Good public diplomacy cannot “fix” the views people abroad hold of the United States, but it could better communicate the positive intentions of US policy. Research has shown that “positive emotions increase the likelihood of corrective information being accepted and likewise reduce audiences’ vulnerability to disinformation.” Improved perceptions of the United States would act as a preemptive measure to help foreign publics be savvy consumers of information, making them more likely to question whether a story is true, or what the intentions of the actors behind the story might be, before accepting it and sharing it.

IT’S TIME FOR JAZZ!

There are a variety of ways perceptions could be more effectively shaped, and to their credit, public diplomacy practitioners are putting significant effort into thinking about this issue.
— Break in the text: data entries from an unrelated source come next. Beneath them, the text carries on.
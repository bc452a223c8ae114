//! Bridge delivery CLI entrypoint.
//!
//! This is the main entrypoint for the bridge-deliver command-line tool.

use std::path::Path;
use std::process::ExitCode;
use std::sync::Arc;

use bridge_delivery::cli::{Cli, Commands, DeliverArgs, OutputFormatter, TerminalPrompt};
use bridge_delivery::config::ConfigParser;
use bridge_delivery::deliverer::Deliverer;
use bridge_delivery::error::{ExecutionError, Result};
use bridge_delivery::planner::{Diagnostics, create_delivery_tree};

use tracing::info;
use tracing_subscriber::EnvFilter;

/// Main entrypoint.
fn main() -> ExitCode {
    let cli = Cli::parse_args();

    // Initialize logging
    init_logging(cli.verbose);

    // Run async runtime
    let runtime = match tokio::runtime::Runtime::new() {
        Ok(rt) => rt,
        Err(e) => {
            eprintln!("Failed to create async runtime: {e}");
            return ExitCode::FAILURE;
        }
    };

    match runtime.block_on(run(cli)) {
        Ok(()) => ExitCode::SUCCESS,
        Err(e) => {
            eprintln!("Error: {e}");
            ExitCode::FAILURE
        }
    }
}

/// Initializes the logging system.
fn init_logging(verbose: bool) {
    let filter = if verbose {
        EnvFilter::new("debug")
    } else {
        EnvFilter::new("info")
    };

    tracing_subscriber::fmt()
        .with_env_filter(filter)
        .with_target(false)
        .with_writer(std::io::stderr)
        .init();
}

/// Main async entry point.
async fn run(cli: Cli) -> Result<()> {
    let formatter = OutputFormatter::new(cli.output);

    match cli.command {
        Commands::Deliver(args) => cmd_deliver(&cli.project_root, &args, &formatter).await,
        Commands::Validate { warnings } => {
            cmd_validate(&cli.project_root, warnings, &formatter).await
        }
    }
}

/// Deliver the services of a domain.
async fn cmd_deliver(
    project_root: &Path,
    args: &DeliverArgs,
    formatter: &OutputFormatter,
) -> Result<()> {
    let parser = ConfigParser::new(project_root);
    let deliverer = Deliverer::from_project(&parser)
        .await?
        .with_prompt(Arc::new(TerminalPrompt));

    let prepared = deliverer.prepare(&args.filter())?;
    if !prepared.diagnostics.is_empty() {
        eprint!("{}", formatter.format_diagnostics(&prepared.diagnostics, true));
    }

    let report = deliverer.execute(&prepared, args.execution_options()).await?;
    if report.dry_run {
        eprintln!("{}", formatter.format_plan(&prepared));
    } else {
        eprintln!("{}", formatter.format_report(&report));
    }

    report.check()
}

/// Validate the delivery definitions.
async fn cmd_validate(
    project_root: &Path,
    show_warnings: bool,
    formatter: &OutputFormatter,
) -> Result<()> {
    let parser = ConfigParser::new(project_root);
    info!("Validating definitions in: {}", parser.root().display());

    parser.load_dotenv()?;
    let config = parser.read_definitions().await?;

    let mut diagnostics = Diagnostics::new();
    let tree = create_delivery_tree(&config, &mut diagnostics);

    eprint!(
        "{}",
        formatter.format_validation(&config, &tree, &diagnostics, show_warnings)
    );

    if diagnostics.has_errors() {
        return Err(ExecutionError::ConfigurationErrors {
            count: diagnostics.error_count(),
        }
        .into());
    }
    Ok(())
}
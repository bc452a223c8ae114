//! Planning module for deliveries.
//!
//! This module turns canonical definitions into a delivery tree, narrows it
//! to what an invocation asked for, derives per-node task lists and runs
//! them against the nodes.

mod diagnostics;
mod executor;
mod filter;
pub mod path;
mod plan;
mod resolver;
mod tree;

pub use diagnostics::{Diagnostic, Diagnostics, Severity};
pub use executor::{
    ExecutionOptions, NodeSchedule, ServiceReport, TaskOutcome, TaskStatus, execute_node_task_list,
    plan_node_task_list,
};
pub use filter::{DeliveryFilter, filter_delivery_tree};
pub use plan::{
    NodeConnection, NodeTaskList, ServiceTaskGroup, Task, TaskAction, TaskKind,
    transform_service_to_task_group, transform_to_task_list,
};
pub use resolver::{
    ResolutionContext, calculate_value_score, select_best_value, select_guarded_values,
};
pub use tree::{
    DeliveryTree, DomainDeliveryTree, NodeDeliveryTree, ResolvedService, create_delivery_tree,
    create_domain_delivery_tree, create_node_delivery_tree, create_service_delivery_tree,
    create_solution_delivery_tree, merge_domain_delivery_tree,
};
//! Delivery orchestration.
//!
//! This module ties the pipeline together: build the delivery tree, filter
//! it, derive the per-node task lists, connect to the nodes and run the
//! tasks. Execution is refused as soon as an error diagnostic exists.

use async_trait::async_trait;
use chrono::{DateTime, Utc};
use serde::Serialize;
use std::sync::Arc;
use tokio::task::JoinSet;
use tracing::{debug, info, warn};

use crate::bridge::{BridgeClientFactory, ClientFactory, ManagementClient};
use crate::config::{ConfigParser, DeliveryConfiguration};
use crate::error::{DeliveryError, ExecutionError, Result};
use crate::planner::{
    DeliveryFilter, Diagnostics, ExecutionOptions, NodeConnection, NodeSchedule, NodeTaskList,
    ServiceReport, create_delivery_tree, execute_node_task_list, filter_delivery_tree,
    plan_node_task_list, transform_to_task_list,
};

/// Asks the user for node credentials.
#[async_trait]
pub trait CredentialPrompt: Send + Sync {
    /// Returns the user name and password to use for a node.
    ///
    /// # Errors
    ///
    /// Returns an error if the credentials cannot be read.
    async fn ask(&self, node: &NodeConnection) -> Result<(String, String)>;
}

/// Outcome of the planning phase.
#[derive(Debug, Clone, Serialize)]
pub struct PreparedDelivery {
    /// Domain being delivered.
    pub domain: String,
    /// Warnings and errors collected while planning.
    pub diagnostics: Diagnostics,
    /// Work per node.
    pub task_lists: Vec<NodeTaskList>,
}

impl PreparedDelivery {
    /// Total number of tasks.
    #[must_use]
    pub fn task_count(&self) -> usize {
        self.task_lists.iter().map(NodeTaskList::task_count).sum()
    }
}

/// Outcome of a delivery run.
#[derive(Debug, Clone, Serialize)]
pub struct DeliveryReport {
    /// Domain that was delivered.
    pub domain: String,
    /// Whether this was a dry run.
    pub dry_run: bool,
    /// Start of the run.
    pub started_at: DateTime<Utc>,
    /// End of the run.
    pub finished_at: DateTime<Utc>,
    /// One report per service and node.
    pub services: Vec<ServiceReport>,
}

impl DeliveryReport {
    /// Number of services with a failed task.
    #[must_use]
    pub fn failed_count(&self) -> usize {
        self.services.iter().filter(|s| s.failed()).count()
    }

    /// Returns true if no task failed.
    #[must_use]
    pub fn is_success(&self) -> bool {
        self.failed_count() == 0
    }

    /// Turns a report with failures into an error.
    ///
    /// # Errors
    ///
    /// Returns an error if any service failed.
    pub fn check(&self) -> Result<()> {
        match self.failed_count() {
            0 => Ok(()),
            failed => Err(ExecutionError::Unsuccessful { failed }.into()),
        }
    }
}

/// Connects to nodes, filling in missing credentials.
#[derive(Clone)]
struct Connector {
    factory: Arc<dyn ClientFactory>,
    prompt: Option<Arc<dyn CredentialPrompt>>,
    default_user: Option<String>,
    default_password: Option<String>,
}

impl Connector {
    async fn connect(&self, node: &NodeConnection) -> Result<Arc<dyn ManagementClient>> {
        let mut node = node.clone();
        if node.user.is_none() {
            node.user.clone_from(&self.default_user);
        }
        if node.password.is_none() {
            node.password.clone_from(&self.default_password);
        }

        if node.user.is_none() || node.password.is_none() {
            let Some(prompt) = &self.prompt else {
                return Err(ExecutionError::Credentials {
                    node: node.name.clone(),
                    message: String::from("no user or password configured"),
                }
                .into());
            };
            let (user, password) = prompt.ask(&node).await?;
            node.user.get_or_insert(user);
            node.password.get_or_insert(password);
        }

        debug!("Connecting to {} at {}", node.name, node.location);
        Ok(self.factory.create(&node)?)
    }

    async fn deliver(
        &self,
        list: &NodeTaskList,
        break_on_error: bool,
    ) -> Result<Vec<ServiceReport>> {
        let client = self.connect(&list.node).await?;
        execute_node_task_list(list, client, break_on_error).await
    }
}

/// Plans and runs deliveries of one configuration.
pub struct Deliverer {
    /// Canonical definitions.
    config: DeliveryConfiguration,
    /// Node connection handling.
    connector: Connector,
}

impl Deliverer {
    /// Creates a deliverer talking to real nodes.
    ///
    /// Default credentials are taken from the environment.
    #[must_use]
    pub fn new(config: DeliveryConfiguration) -> Self {
        let (default_user, default_password) = ConfigParser::default_credentials();
        Self {
            config,
            connector: Connector {
                factory: Arc::new(BridgeClientFactory),
                prompt: None,
                default_user,
                default_password,
            },
        }
    }

    /// Reads the definitions of a project root and creates a deliverer for them.
    ///
    /// # Errors
    ///
    /// Returns an error if the `.env` file or the definitions cannot be read.
    pub async fn from_project(parser: &ConfigParser) -> Result<Self> {
        parser.load_dotenv()?;
        let config = parser.read_definitions().await?;
        Ok(Self::new(config))
    }

    /// Sets the factory creating node clients.
    #[must_use]
    pub fn with_client_factory(mut self, factory: Arc<dyn ClientFactory>) -> Self {
        self.connector.factory = factory;
        self
    }

    /// Sets the prompt asked for missing credentials.
    #[must_use]
    pub fn with_prompt(mut self, prompt: Arc<dyn CredentialPrompt>) -> Self {
        self.connector.prompt = Some(prompt);
        self
    }

    /// Sets the credentials used for nodes that have none.
    #[must_use]
    pub fn with_default_credentials(
        mut self,
        user: Option<String>,
        password: Option<String>,
    ) -> Self {
        self.connector.default_user = user;
        self.connector.default_password = password;
        self
    }

    /// Plans a delivery.
    ///
    /// # Errors
    ///
    /// Returns an error if the filtered tree names a node without definition.
    pub fn prepare(&self, filter: &DeliveryFilter) -> Result<PreparedDelivery> {
        info!("Planning delivery of domain '{}'", filter.domain);

        let mut diagnostics = Diagnostics::new();
        let tree = create_delivery_tree(&self.config, &mut diagnostics);
        let filtered = filter_delivery_tree(filter, &tree, &self.config, &mut diagnostics);
        let task_lists = transform_to_task_list(&filtered, &self.config.nodes)?;

        debug!(
            "Planned {} nodes with {} warnings and {} errors",
            task_lists.len(),
            diagnostics.warning_count(),
            diagnostics.error_count()
        );

        Ok(PreparedDelivery {
            domain: filter.domain.clone(),
            diagnostics,
            task_lists,
        })
    }

    /// Runs a planned delivery.
    ///
    /// Failed services are recorded in the report; use
    /// [`DeliveryReport::check`] to turn them into an error.
    ///
    /// # Errors
    ///
    /// Returns an error if planning produced error diagnostics, if a node
    /// cannot be connected to, or if a task fails with `break_on_error` set.
    pub async fn execute(
        &self,
        prepared: &PreparedDelivery,
        options: ExecutionOptions,
    ) -> Result<DeliveryReport> {
        if prepared.diagnostics.has_errors() {
            return Err(ExecutionError::ConfigurationErrors {
                count: prepared.diagnostics.error_count(),
            }
            .into());
        }

        let started_at = Utc::now();
        let services = if options.dry_run {
            info!("Dry run: {} tasks planned", prepared.task_count());
            prepared.task_lists.iter().flat_map(plan_node_task_list).collect()
        } else {
            let lists = &prepared.task_lists;
            match options.schedule {
                NodeSchedule::Sequential => {
                    self.run_sequential(lists, options.break_on_error).await?
                }
                NodeSchedule::Concurrent => {
                    self.run_concurrent(lists, options.break_on_error).await?
                }
            }
        };

        let report = DeliveryReport {
            domain: prepared.domain.clone(),
            dry_run: options.dry_run,
            started_at,
            finished_at: Utc::now(),
            services,
        };

        if report.is_success() {
            info!("Delivery of '{}' finished", report.domain);
        } else {
            warn!("{} services of '{}' failed", report.failed_count(), report.domain);
        }
        Ok(report)
    }

    /// Plans and runs a delivery, failing if any service failed.
    ///
    /// # Errors
    ///
    /// Returns an error if planning or execution fails or a service failed.
    pub async fn deliver(
        &self,
        filter: &DeliveryFilter,
        options: ExecutionOptions,
    ) -> Result<DeliveryReport> {
        let prepared = self.prepare(filter)?;
        let report = self.execute(&prepared, options).await?;
        report.check()?;
        Ok(report)
    }

    async fn run_sequential(
        &self,
        lists: &[NodeTaskList],
        break_on_error: bool,
    ) -> Result<Vec<ServiceReport>> {
        let mut reports = Vec::new();
        for list in lists {
            reports.extend(self.connector.deliver(list, break_on_error).await?);
        }
        Ok(reports)
    }

    async fn run_concurrent(
        &self,
        lists: &[NodeTaskList],
        break_on_error: bool,
    ) -> Result<Vec<ServiceReport>> {
        let mut set = JoinSet::new();
        for (index, list) in lists.iter().enumerate() {
            let connector = self.connector.clone();
            let list = list.clone();
            set.spawn(async move { (index, connector.deliver(&list, break_on_error).await) });
        }

        let mut per_node: Vec<Vec<ServiceReport>> = vec![Vec::new(); lists.len()];
        while let Some(joined) = set.join_next().await {
            let (index, result) = joined
                .map_err(|e| DeliveryError::internal(format!("Node delivery aborted: {e}")))?;
            match result {
                Ok(reports) => per_node[index] = reports,
                Err(e) => {
                    set.abort_all();
                    return Err(e);
                }
            }
        }
        Ok(per_node.into_iter().flatten().collect())
    }
}
#[cfg(test)]
mod tests {
    use super::*;
    use serde_json::json;
    use tempfile::TempDir;
    use wiremock::matchers::{basic_auth, body_json, header, method, path, query_param};
    use wiremock::{Mock, MockServer, ResponseTemplate};

    async fn client(server: &MockServer) -> BridgeClient {
        BridgeClient::with_base_url(
            &format!("{}{BRIDGE_REST_API_BASE}", server.uri()),
            Some(String::from("admin")),
            Some(String::from("secret")),
        )
        .unwrap()
    }

    #[tokio::test]
    async fn test_deploy_uploads_repository() {
        let server = MockServer::start().await;
        Mock::given(method("POST"))
            .and(path("/bridge/rest/services"))
            .and(query_param("overwrite", "true"))
            .and(query_param("startup", "false"))
            .and(basic_auth("admin", "secret"))
            .respond_with(ResponseTemplate::new(200))
            .expect(1)
            .mount(&server)
            .await;

        let dir = TempDir::new().unwrap();
        let repository = dir.path().join("Hello.rep");
        std::fs::write(&repository, b"PK\x03\x04").unwrap();

        let mut options = DeploymentOptions::new();
        options.insert(String::from("overwrite"), json!(true));
        options.insert(String::from("startup"), json!(false));

        client(&server).await.deploy_service(&repository, &options).await.unwrap();
    }

    #[tokio::test]
    async fn test_deploy_rejects_missing_file() {
        let server = MockServer::start().await;
        let err = client(&server)
            .await
            .deploy_service(Path::new("/nonexistent/Hello.rep"), &DeploymentOptions::new())
            .await
            .unwrap_err();
        assert!(matches!(err, BridgeError::Filesystem { .. }));
    }

    #[tokio::test]
    async fn test_xuml_settings() {
        let server = MockServer::start().await;
        Mock::given(method("GET"))
            .and(path("/bridge/rest/services/xuml/Hello/settings"))
            .respond_with(ResponseTemplate::new(200).set_body_json(json!({
                "setting": [
                    {"id": "Greeting", "currentValue": "Hi"},
                    {"id": "Timeout", "currentValue": 1}
                ]
            })))
            .mount(&server)
            .await;
        Mock::given(method("PUT"))
            .and(path("/bridge/rest/services/xuml/Hello/settings"))
            .and(body_json(json!({"setting": [{"id": "Greeting", "currentValue": "Hello"}]})))
            .respond_with(ResponseTemplate::new(200))
            .expect(1)
            .mount(&server)
            .await;

        let client = client(&server).await;
        let mut settings = Map::new();
        settings.insert(String::from("Greeting"), json!("Hello"));
        client
            .set_service_settings("Hello", ServiceType::Xuml, &settings)
            .await
            .unwrap();

        settings.insert(String::from("Unknown"), json!(1));
        let err = client
            .set_service_settings("Hello", ServiceType::Xuml, &settings)
            .await
            .unwrap_err();
        assert_eq!(err.to_string(), "Usage error: Setting 'Unknown' is unknown to the Bridge.");
    }

    #[tokio::test]
    async fn test_node_settings_are_merged() {
        let server = MockServer::start().await;
        Mock::given(method("GET"))
            .and(path("/bridge/rest/services/nodejs/Api/settings"))
            .respond_with(
                ResponseTemplate::new(200).set_body_json(json!({"db": {"host": "a", "port": 1}})),
            )
            .mount(&server)
            .await;
        Mock::given(method("PUT"))
            .and(path("/bridge/rest/services/nodejs/Api/settings"))
            .and(body_json(json!({"db": {"host": "b", "port": 1}})))
            .respond_with(ResponseTemplate::new(200))
            .expect(1)
            .mount(&server)
            .await;

        let mut settings = Map::new();
        settings.insert(String::from("db"), json!({"host": "b"}));
        client(&server)
            .await
            .set_service_settings("Api", ServiceType::Node, &settings)
            .await
            .unwrap();
    }

    #[tokio::test]
    async fn test_preferences_checked_and_merged() {
        let server = MockServer::start().await;
        Mock::given(method("GET"))
            .and(path("/bridge/rest/services/java/Calc/preferences"))
            .respond_with(ResponseTemplate::new(200).set_body_json(json!({
                "automaticStartup": false,
                "logLevel": "Info"
            })))
            .mount(&server)
            .await;
        Mock::given(method("PUT"))
            .and(path("/bridge/rest/services/java/Calc/preferences"))
            .and(body_json(json!({"automaticStartup": true, "logLevel": "Info"})))
            .respond_with(ResponseTemplate::new(200))
            .expect(1)
            .mount(&server)
            .await;

        let client = client(&server).await;
        let mut preferences = Map::new();
        preferences.insert(String::from("automaticStartup"), json!(true));
        client
            .set_service_preferences("Calc", ServiceType::Java, &preferences)
            .await
            .unwrap();

        preferences.insert(String::from("logLevel"), json!(3));
        let err = client
            .set_service_preferences("Calc", ServiceType::Java, &preferences)
            .await
            .unwrap_err();
        assert_eq!(err.to_string(), "Usage error: Property 'logLevel' has a wrong type.");
    }

    #[tokio::test]
    async fn test_status_and_api_errors() {
        let server = MockServer::start().await;
        Mock::given(method("PUT"))
            .and(path("/bridge/rest/services/xuml/Hello/start"))
            .and(header("authorization", "Basic YWRtaW46c2VjcmV0"))
            .respond_with(ResponseTemplate::new(200))
            .mount(&server)
            .await;
        Mock::given(method("PUT"))
            .and(path("/bridge/rest/services/nodejs/Api/kill"))
            .respond_with(ResponseTemplate::new(400).set_body_string("not supported"))
            .mount(&server)
            .await;

        let client = client(&server).await;
        client
            .set_service_status(StatusAction::Start, "Hello", ServiceType::Xuml)
            .await
            .unwrap();

        let err = client
            .set_service_status(StatusAction::Kill, "Api", ServiceType::Node)
            .await
            .unwrap_err();
        assert!(matches!(
            err,
            BridgeError::ApiRequestFailed { status: 400, ref message } if message == "not supported"
        ));
    }
}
Mapping social networks and improving the production and dissemination of information to make it more likely to be viewed and shared would be beneficial development. But not all approaches need to be technical.

An idea that has resurfaced is to revive the Jazz Ambassadors program. In the 1950s, the State Department organized a tour of famous American jazz musicians like Louis Armstrong, Duke Ellington, and Dizzy Gillespie through Africa. Given the global popularity of US artists, a modern iteration of such a program that sends artists like Ariana Grande and The Weeknd to places that they would otherwise not tour could make people more likely to hold positive views of the United States. Putting on shows branded as representing the United States, providing artists with full artistic freedom to criticize features of American society, could help foreign publics see the United States as a diverse and liberal country rather than a malicious empire.

Disinformation is not a new problem; it is a proliferating one. US attempts to conduct more effective information operations, using its own propaganda to counter adversary propaganda, will just lead to a more opaque media landscape and a further decline in trust of the words of the US government. A focused and empowered mission to understand the spread of information and improve the view of the United States abroad will make American and foreign publics more resilient in the face of disinformation campaigns that are to come.

Evan Cooper is an associate director of the New American Engagement Initiative at the Atlantic Council.